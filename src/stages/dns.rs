//! DNS and validation stage.
//!
//! Private zone linked to both networks, A records for the appliance and the
//! workload, a handful of read-only checks, and the appliance config text.
//! Checks only ever warn.

use crate::azure::{Describe, RemoteApi, ResourceId, ResourceKind};
use crate::config::LabConfig;
use crate::error::Result;
use crate::models::resources::{DnsARecordSpec, DnsLinkSpec, DnsZoneSpec, PeeringLive, RouteLive, VmLive};
use crate::models::{CheckResult, DesiredResource, DnsOutput, DnsRecordFact, HubOutput, SpokeOutput};
use crate::output::{device_config, SnapshotStore};
use crate::processing::Reconciler;

const VM_READY: &str = "Succeeded";
const PEERING_READY: &str = "Connected";

pub fn run<A: RemoteApi>(
    rec: &mut Reconciler<A>,
    config: &LabConfig,
    store: &SnapshotStore,
    hub: &HubOutput,
    spoke: &SpokeOutput,
) -> Result<DnsOutput> {
    let dns = &config.dns;
    log::info!("#Start dns stage for zone '{}'", dns.zone_name);

    rec.ensure(&DesiredResource::exact(DnsZoneSpec {
        name: dns.zone_name.clone(),
    }))?;

    let mut linked_vnets = vec![];
    for (link, vnet_name, vnet_id) in [
        (&dns.hub_link_name, &hub.vnet_name, &hub.vnet_id),
        (&dns.spoke_link_name, &spoke.vnet_name, &spoke.vnet_id),
    ] {
        rec.ensure(&DesiredResource::new(
            DnsLinkSpec {
                zone: dns.zone_name.clone(),
                name: link.clone(),
                vnet_id: vnet_id.clone(),
                registration_enabled: false,
            },
            config.match_policies.dns_link,
        ))?;
        linked_vnets.push(vnet_name.clone());
    }

    let mut records = vec![];
    for (name, ip) in [
        (&dns.fgt_record_name, &hub.fgt_lan_ip),
        (&dns.workload_record_name, &spoke.workload_ip),
    ] {
        rec.upsert(&DnsARecordSpec {
            zone: dns.zone_name.clone(),
            name: name.clone(),
            ipv4_address: ip.clone(),
        })?;
        records.push(DnsRecordFact {
            fqdn: format!("{name}.{}", dns.zone_name),
            ipv4_address: ip.clone(),
        });
    }

    let checks = run_checks(rec, config, hub, spoke);

    let text = device_config::render(hub, spoke)?;
    let path = store.write_artifact(&dns.device_config_file, &text)?;
    log::info!("Wrote appliance configuration to {}", path.display());

    Ok(DnsOutput {
        zone_name: dns.zone_name.clone(),
        linked_vnets,
        records,
        checks,
        device_config_path: path.display().to_string(),
    })
}

/// Turn a describe into a check; errors become failed checks.
fn check<A, L, F>(rec: &mut Reconciler<A>, name: String, kind: ResourceKind, id: ResourceId, verdict: F) -> CheckResult
where
    A: RemoteApi,
    L: serde::de::DeserializeOwned,
    F: FnOnce(L) -> (bool, String),
{
    let (passed, detail) = match rec.describe::<L>(kind, &id) {
        Ok(Describe::Found(live)) => verdict(live),
        Ok(Describe::NotFound) => (false, format!("{kind} '{id}' not found")),
        Err(e) => (false, format!("could not check: {e}")),
    };
    if passed {
        log::info!("check {name}: {detail}");
    } else {
        log::warn!("check {name} failed: {detail}");
    }
    CheckResult { name, passed, detail }
}

fn run_checks<A: RemoteApi>(
    rec: &mut Reconciler<A>,
    config: &LabConfig,
    hub: &HubOutput,
    spoke: &SpokeOutput,
) -> Vec<CheckResult> {
    let mut checks = vec![];
    for vm in [&hub.fgt_vm_name, &spoke.workload_vm_name] {
        checks.push(check(
            rec,
            format!("vm {vm}"),
            ResourceKind::VirtualMachine,
            ResourceId::top(vm),
            |live: VmLive| {
                let state = live.provisioning_state.unwrap_or_else(|| "unknown".to_string());
                (state == VM_READY, format!("provisioning state {state}"))
            },
        ));
    }
    for (vnet, peering) in [
        (&hub.vnet_name, &spoke.hub_to_spoke_peering),
        (&spoke.vnet_name, &spoke.spoke_to_hub_peering),
    ] {
        checks.push(check(
            rec,
            format!("peering {peering}"),
            ResourceKind::VnetPeering,
            ResourceId::child(vnet, peering),
            |live: PeeringLive| {
                let state = live.peering_state.unwrap_or_else(|| "unknown".to_string());
                (state == PEERING_READY, format!("peering state {state}"))
            },
        ));
    }
    checks.push(check(
        rec,
        "default route".to_string(),
        ResourceKind::Route,
        ResourceId::child(&spoke.route_table_name, &config.spoke.default_route_name),
        |live: RouteLive| {
            let hop = live.next_hop_ip_address.unwrap_or_default();
            (hop == hub.fgt_lan_ip, format!("next hop {hop} (appliance {})", hub.fgt_lan_ip))
        },
    ));
    checks
}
┄┄┄┄┄┄┄┄┄┄┄┄┄┄┄┄┄┄┄┄
▶ **Try it**:
Return the data exactly, every line included.

▶ **Answer for this exercise**:
filename src/stages/dns.rs
//! DNS and validation stage.
//!
//! Private zone linked to both networks, A records for the appliance and the
//! workload, a handful of read-only checks, and the appliance config text.
//! Checks only ever warn.

use crate::azure::{Describe, RemoteApi, ResourceId, ResourceKind};
use crate::config::LabConfig;
use crate::error::Result;
use crate::models::resources::{DnsARecordSpec, DnsLinkSpec, DnsZoneSpec, PeeringLive, RouteLive, VmLive};
use crate::models::{CheckResult, DesiredResource, DnsOutput, DnsRecordFact, HubOutput, SpokeOutput};
use crate::output::{device_config, SnapshotStore};
use crate::processing::Reconciler;

const VM_READY: &str = "Succeeded";
const PEERING_READY: &str = "Connected";

pub fn run<A: RemoteApi>(
    rec: &mut Reconciler<A>,
    config: &LabConfig,
    store: &SnapshotStore,
    hub: &HubOutput,
    spoke: &SpokeOutput,
) -> Result<DnsOutput> {
    let dns = &config.dns;
    log::info!("#Start dns stage for zone '{}'", dns.zone_name);

    rec.ensure(&DesiredResource::exact(DnsZoneSpec {
        name: dns.zone_name.clone(),
    }))?;

    let mut linked_vnets = vec![];
    for (link, vnet_name, vnet_id) in [
        (&dns.hub_link_name, &hub.vnet_name, &hub.vnet_id),
        (&dns.spoke_link_name, &spoke.vnet_name, &spoke.vnet_id),
    ] {
        rec.ensure(&DesiredResource::new(
            DnsLinkSpec {
                zone: dns.zone_name.clone(),
                name: link.clone(),
                vnet_id: vnet_id.clone(),
                registration_enabled: false,
            },
            config.match_policies.dns_link,
        ))?;
        linked_vnets.push(vnet_name.clone());
    }

    let mut records = vec![];
    for (name, ip) in [
        (&dns.fgt_record_name, &hub.fgt_lan_ip),
        (&dns.workload_record_name, &spoke.workload_ip),
    ] {
        rec.upsert(&DnsARecordSpec {
            zone: dns.zone_name.clone(),
            name: name.clone(),
            ipv4_address: ip.clone(),
        })?;
        records.push(DnsRecordFact {
            fqdn: format!("{name}.{}", dns.zone_name),
            ipv4_address: ip.clone(),
        });
    }

    let checks = run_checks(rec, config, hub, spoke);

    let text = device_config::render(hub, spoke)?;
    let path = store.write_artifact(&dns.device_config_file, &text)?;
    log::info!("Wrote appliance configuration to {}", path.display());

    Ok(DnsOutput {
        zone_name: dns.zone_name.clone(),
        linked_vnets,
        records,
        checks,
        device_config_path: path.display().to_string(),
    })
}

/// Turn a describe into a check; errors become failed checks.
fn check<A, L, F>(rec: &mut Reconciler<A>, name: String, kind: ResourceKind, id: ResourceId, verdict: F) -> CheckResult
where
    A: RemoteApi,
    L: serde::de::DeserializeOwned,
    F: FnOnce(L) -> (bool, String),
{
    let (passed, detail) = match rec.describe::<L>(kind, &id) {
        Ok(Describe::Found(live)) => verdict(live),
        Ok(Describe::NotFound) => (false, format!("{kind} '{id}' not found")),
        Err(e) => (false, format!("could not check: {e}")),
    };
    if passed {
        log::info!("check {name}: {detail}");
    } else {
        log::warn!("check {name} failed: {detail}");
    }
    CheckResult { name, passed, detail }
}

fn run_checks<A: RemoteApi>(
    rec: &mut Reconciler<A>,
    config: &LabConfig,
    hub: &HubOutput,
    spoke: &SpokeOutput,
) -> Vec<CheckResult> {
    let mut checks = vec![];
    for vm in [&hub.fgt_vm_name, &spoke.workload_vm_name] {
        checks.push(check(
            rec,
            format!("vm {vm}"),
            ResourceKind::VirtualMachine,
            ResourceId::top(vm),
            |live: VmLive| {
                let state = live.provisioning_state.unwrap_or_else(|| "unknown".to_string());
                (state == VM_READY, format!("provisioning state {state}"))
            },
        ));
    }
    for (vnet, peering) in [
        (&hub.vnet_name, &spoke.hub_to_spoke_peering),
        (&spoke.vnet_name, &spoke.spoke_to_hub_peering),
    ] {
        checks.push(check(
            rec,
            format!("peering {peering}"),
            ResourceKind::VnetPeering,
            ResourceId::child(vnet, peering),
            |live: PeeringLive| {
                let state = live.peering_state.unwrap_or_else(|| "unknown".to_string());
                (state == PEERING_READY, format!("peering state {state}"))
            },
        ));
    }
    checks.push(check(
        rec,
        "default route".to_string(),
        ResourceKind::Route,
        ResourceId::child(&spoke.route_table_name, &config.spoke.default_route_name),
        |live: RouteLive| {
            let hop = live.next_hop_ip_address.unwrap_or_default();
            (hop == hub.fgt_lan_ip, format!("next hop {hop} (appliance {})", hub.fgt_lan_ip))
        },
    ));
    checks
}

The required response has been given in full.